Huang et al. do not simply identify this variability; they provide a principled path forward. Drawing on model-selection logic, they evaluate each parameter combination in terms of accuracy (the ability to correctly classify neurons whose behavioral relationships are unmistakable by visual inspection) and robustness (the stability of those classifications when other parameters are perturbed). This dual-criterion framework yielded a clear, empirically grounded conclusion: Huang and colleague's most reliable setting used 2 s convolved calcium events; head-centric behavioral tracking; 50 ms binning, nonmatched state samples; and random permutation shuffling. This combination not only performed best within their selectivity-index approach; it also generalized to a regression-based framework that evaluated instantaneous calcium activity. In other words, it produced selectivity labels that were consistent even when switching to a fundamentally different analysis.
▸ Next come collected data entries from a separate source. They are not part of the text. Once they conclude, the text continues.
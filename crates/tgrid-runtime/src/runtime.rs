#![forbid(unsafe_code)]

//! The explicitly constructed root of a grid.
//!
//! [`GridRuntime`] owns the one dispatcher, debouncer and animation
//! sequencer a grid uses and hands out the per-container pieces (layout,
//! drag controller) already configured. Components receive it by reference
//! instead of reaching for process-wide singletons.

use std::sync::Arc;

use tgrid_layout::{LayoutReader, ReflowLayout};

use crate::animation::{AnimationHandle, AnimationSequencer, OnComplete, Sequence, VisualTarget};
use crate::config::GridConfig;
use crate::debouncer::{Debouncer, FireMode};
use crate::dispatcher::Dispatcher;
use crate::drag::{DragController, ScrollHost};
use crate::error::ScheduleError;
use crate::ui_thread::UiThread;

/// Shared scheduling services for one grid.
pub struct GridRuntime {
    config: GridConfig,
    ui: Arc<dyn UiThread>,
    dispatcher: Arc<Dispatcher>,
    debouncer: Arc<Debouncer>,
    sequencer: AnimationSequencer,
}

impl GridRuntime {
    /// Start the worker pool and the debounce timer.
    pub fn new(config: GridConfig, ui: Arc<dyn UiThread>) -> Result<Self, ScheduleError> {
        let dispatcher = Arc::new(Dispatcher::new(config.to_dispatcher_config())?);
        let mode = if config.debounce.dispatch_callbacks {
            FireMode::Dispatch(Arc::clone(&dispatcher))
        } else {
            FireMode::Inline
        };
        let debouncer = Arc::new(Debouncer::new(mode)?);
        let sequencer =
            AnimationSequencer::new(Arc::clone(&ui)).with_dispatcher(Arc::clone(&dispatcher));

        tracing::debug!(
            target: "tgrid.runtime",
            device = config.device.name(),
            workers = config.dispatcher.workers,
            pooled_animations = config.animation.pooled,
            "grid runtime started"
        );
        Ok(Self {
            config,
            ui,
            dispatcher,
            debouncer,
            sequencer,
        })
    }

    pub fn config(&self) -> &GridConfig {
        &self.config
    }

    pub fn ui(&self) -> &Arc<dyn UiThread> {
        &self.ui
    }

    pub fn dispatcher(&self) -> &Arc<Dispatcher> {
        &self.dispatcher
    }

    pub fn debouncer(&self) -> &Arc<Debouncer> {
        &self.debouncer
    }

    pub fn sequencer(&self) -> &AnimationSequencer {
        &self.sequencer
    }

    /// A reflow layout using the configured geometry.
    pub fn layout(&self) -> ReflowLayout {
        ReflowLayout::new(self.config.to_reflow_config())
    }

    /// A drag controller for `host`, resolving drops against `layout`.
    pub fn drag_controller(
        &self,
        host: Arc<dyn ScrollHost>,
        layout: Option<LayoutReader>,
    ) -> DragController {
        let controller = DragController::new(host, self.config.to_drag_config());
        match layout {
            Some(reader) => controller.with_layout(reader),
            None => controller,
        }
    }

    /// Debounce `callback` under `key` with the configured delay.
    pub fn debounce<F>(&self, key: impl Into<String>, callback: F) -> Result<(), ScheduleError>
    where
        F: FnOnce() + Send + 'static,
    {
        self.debouncer
            .call(key, self.config.debounce_delay(), callback)
    }

    /// Run work on the pool, blocking while the queue is full.
    pub fn submit<F>(&self, task: F) -> Result<(), ScheduleError>
    where
        F: FnOnce() + Send + 'static,
    {
        self.dispatcher.submit(task)
    }

    /// Start `sequence`, pooled or on its own thread as configured.
    pub fn animate(
        &self,
        sequence: Sequence,
        target: Arc<dyn VisualTarget>,
        on_complete: Option<OnComplete>,
    ) -> Result<AnimationHandle, ScheduleError> {
        if self.config.animation.pooled {
            self.sequencer.start_pooled(sequence, target, on_complete)
        } else {
            self.sequencer.start(sequence, target, on_complete)
        }
    }

    /// Discard pending debounces and drain the pool. Idempotent.
    pub fn shutdown(&self) {
        self.debouncer.shutdown();
        self.dispatcher.join();
    }
}

impl Drop for GridRuntime {
    fn drop(&mut self) {
        self.shutdown();
    }
}

impl std::fmt::Debug for GridRuntime {
    fn fmt(&self, f: &mut std::fmt::Formatter<'_>) -> std::fmt::Result {
        f.debug_struct("GridRuntime")
            .field("dispatcher", &self.dispatcher.stats())
            .field("debounce_pending", &self.debouncer.pending_count())
            .finish()
    }
}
Of course, the optimal parameter configuration identified by Huang et al. is specific to their experimental conditions: GCaMP6f imaging of CaMKII-positive cortical neurons during elevated zero-maze exploration. Their parameter configuration is not intended as a universal solution for all calcium imaging studies. The value in their work lies in the framework they develop for identifying optimal parameters, not the parameters themselves. This framework provides a generalizable strategy that other laboratories can apply to their own datasets, which are certain to vary in species, cell-type investigated, calcium indicator of choice, and behavior setting.

Widespread adoption of calcium imaging has the potential to accelerate our understanding of the neural basis of behavior. At the same time, widespread adoption comes with a clear pitfall. We risk losing the ability to answer the field's most fundamental question: “What is my neuron doing?” Approaches like those of Huang et al. are imperative when using calcium imaging to answer this question.